Task material »
---
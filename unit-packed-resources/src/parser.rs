// This Source Code Form is subject to the terms of the Mozilla Public
// License, v. 2.0. If a copy of the MPL was not distributed with this
// file, You can obtain one at https://mozilla.org/MPL/2.0/.

/*! Parsing of packed resources data blobs. */

use {
    crate::{
        resource::PackedResource,
        serialization::{BlobSectionField, ResourceField, HEADER_V1},
    },
    byteorder::{LittleEndian, ReadBytesExt},
    std::{borrow::Cow, io::Cursor},
};

/// Represents a blob section in the blob index.
#[derive(Debug)]
struct BlobSection {
    resource_field: u8,
    raw_payload_length: usize,
}

/// Holds state used to read an individual blob section.
#[derive(Clone, Copy, Debug)]
struct BlobSectionReadState {
    offset: usize,
}

/// An iterator over an actively parsed packed resources data structure.
///
/// The iterator emits [PackedResource] instances borrowing from the
/// source data. The index data for a given resource is not read or
/// validated until the iterator attempts to deserialize it.
pub struct ResourcePackIterator<'a> {
    done: bool,
    data: &'a [u8],
    reader: Cursor<&'a [u8]>,
    blob_sections: [Option<BlobSectionReadState>; 256],
    claimed_resources_count: usize,
    read_resources_count: usize,
}

impl<'a> ResourcePackIterator<'a> {
    /// The expected number of resources we will emit.
    pub fn expected_resources_count(&self) -> usize {
        self.claimed_resources_count
    }

    /// Resolve a slice to an individual blob's data.
    ///
    /// Advances the read offset of the section belonging to the given
    /// resource field by the blob's length.
    fn resolve_blob_data(
        &mut self,
        resource_field: ResourceField,
        length: usize,
    ) -> Result<&'a [u8], &'static str> {
        let state = self.blob_sections[resource_field as usize]
            .as_mut()
            .ok_or("resource field has no blob section")?;

        let end = state
            .offset
            .checked_add(length)
            .ok_or("blob data extends beyond payload")?;

        if end > self.data.len() {
            return Err("blob data extends beyond payload");
        }

        let blob = &self.data[state.offset..end];

        state.offset = end;

        Ok(blob)
    }

    fn parse_next(&mut self) -> Result<Option<PackedResource<'a>>, &'static str> {
        let mut current_name = None;
        let mut current_data = None;

        loop {
            let field_type = self
                .reader
                .read_u8()
                .map_err(|_| "failed reading field type")?;

            let field_type = ResourceField::try_from(field_type)?;

            match field_type {
                ResourceField::EndOfIndex => {
                    self.done = true;

                    if self.read_resources_count != self.claimed_resources_count {
                        return Err("mismatch between advertised index count and actual");
                    }

                    return Ok(None);
                }
                ResourceField::StartOfEntry => {
                    self.read_resources_count += 1;
                    current_name = None;
                    current_data = None;
                }
                ResourceField::EndOfEntry => {
                    return if let Some(name) = current_name {
                        Ok(Some(PackedResource {
                            name: Cow::Borrowed(name),
                            data: Cow::Borrowed(current_data.unwrap_or(&[])),
                        }))
                    } else {
                        Err("resource name field is required")
                    };
                }
                ResourceField::Name => {
                    let l = self
                        .reader
                        .read_u16::<LittleEndian>()
                        .map_err(|_| "failed reading resource name length")?
                        as usize;

                    let name = std::str::from_utf8(self.resolve_blob_data(field_type, l)?)
                        .map_err(|_| "resource name is not valid UTF-8")?;

                    current_name = Some(name);
                }
                ResourceField::Data => {
                    let l = self
                        .reader
                        .read_u64::<LittleEndian>()
                        .map_err(|_| "failed reading resource data length")?
                        as usize;

                    current_data = Some(self.resolve_blob_data(field_type, l)?);
                }
            }
        }
    }
}

impl<'a> Iterator for ResourcePackIterator<'a> {
    type Item = Result<PackedResource<'a>, &'static str>;

    fn next(&mut self) -> Option<Self::Item> {
        if self.done {
            return None;
        }

        match self.parse_next() {
            Ok(res) => res.map(Ok),
            Err(e) => Some(Err(e)),
        }
    }
}

/// Parse a packed resources data structure.
///
/// The data structure is parsed lazily via an iterator that emits
/// reconstructed [PackedResource] instances.
///
/// Performance note: error handling in this code is intentionally
/// primitive, as richer error types measurably slow down the hot parse
/// path.
pub fn load_resource_pack(data: &[u8]) -> Result<ResourcePackIterator<'_>, &'static str> {
    if data.len() < HEADER_V1.len() {
        return Err("error reading 8 byte header");
    }

    let header = &data[0..8];

    if header == HEADER_V1 {
        load_resource_pack_v1(&data[8..])
    } else {
        Err("unrecognized file format")
    }
}

fn load_resource_pack_v1(data: &[u8]) -> Result<ResourcePackIterator<'_>, &'static str> {
    let mut reader = Cursor::new(data);

    let blob_section_count = reader
        .read_u8()
        .map_err(|_| "failed reading blob section count")?;
    let blob_index_length = reader
        .read_u32::<LittleEndian>()
        .map_err(|_| "failed reading blob index length")? as usize;
    let resources_count = reader
        .read_u32::<LittleEndian>()
        .map_err(|_| "failed reading resources count")? as usize;
    let resources_index_length = reader
        .read_u32::<LittleEndian>()
        .map_err(|_| "failed reading resources index length")?
        as usize;

    let mut current_field = None;
    let mut current_payload_length = None;
    let mut blob_entry_count = 0;
    let mut blob_sections = Vec::with_capacity(blob_section_count as usize);

    if blob_section_count != 0 || blob_index_length != 0 {
        loop {
            let field_type = reader
                .read_u8()
                .map_err(|_| "failed reading blob section field type")?;

            let field_type = BlobSectionField::try_from(field_type)?;

            match field_type {
                BlobSectionField::EndOfIndex => break,
                BlobSectionField::StartOfEntry => {
                    blob_entry_count += 1;
                    current_field = None;
                    current_payload_length = None;
                }
                BlobSectionField::EndOfEntry => {
                    match (current_field.take(), current_payload_length.take()) {
                        (Some(resource_field), Some(raw_payload_length)) => {
                            blob_sections.push(BlobSection {
                                resource_field,
                                raw_payload_length,
                            });
                        }
                        (None, _) => return Err("blob resource field is required"),
                        (_, None) => return Err("blob raw payload length is required"),
                    }
                }
                BlobSectionField::ResourceFieldType => {
                    let field = reader
                        .read_u8()
                        .map_err(|_| "failed reading blob resource field value")?;
                    current_field = Some(field);
                }
                BlobSectionField::RawPayloadLength => {
                    let l = reader
                        .read_u64::<LittleEndian>()
                        .map_err(|_| "failed reading raw payload length")?;
                    current_payload_length = Some(l as usize);
                }
            }
        }
    }

    if blob_entry_count != blob_section_count {
        return Err("mismatch between blob sections count");
    }

    // Array indexing resource field to current payload offset within that section.
    let mut blob_offsets: [Option<BlobSectionReadState>; 256] = [None; 256];

    // Global payload offset where blobs data starts. Declared lengths
    // can exceed what an address space holds, so the arithmetic is
    // checked.
    let blob_start_offset =
        // Global header.
        (1usize + 4 + 4 + 4)
            .checked_add(blob_index_length)
            .and_then(|offset| offset.checked_add(resources_index_length))
            .ok_or("blob data extends beyond payload")?;
    // Current offset from start of blobs data.
    let mut current_blob_offset = 0;

    for section in &blob_sections {
        let section_start_offset = blob_start_offset
            .checked_add(current_blob_offset)
            .ok_or("blob data extends beyond payload")?;
        blob_offsets[section.resource_field as usize] = Some(BlobSectionReadState {
            offset: section_start_offset,
        });
        current_blob_offset = current_blob_offset
            .checked_add(section.raw_payload_length)
            .ok_or("blob data extends beyond payload")?;
    }

    Ok(ResourcePackIterator {
        done: resources_index_length == 0 || resources_count == 0,
        data,
        reader,
        blob_sections: blob_offsets,
        claimed_resources_count: resources_count,
        read_resources_count: 0,
    })
}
---
Task objective »
Scan the listing above. Gather each line that contains the word "Borrowed".

Solution for this task »
                            name: Cow::Borrowed(name),
                            data: Cow::Borrowed(current_data.unwrap_or(&[])),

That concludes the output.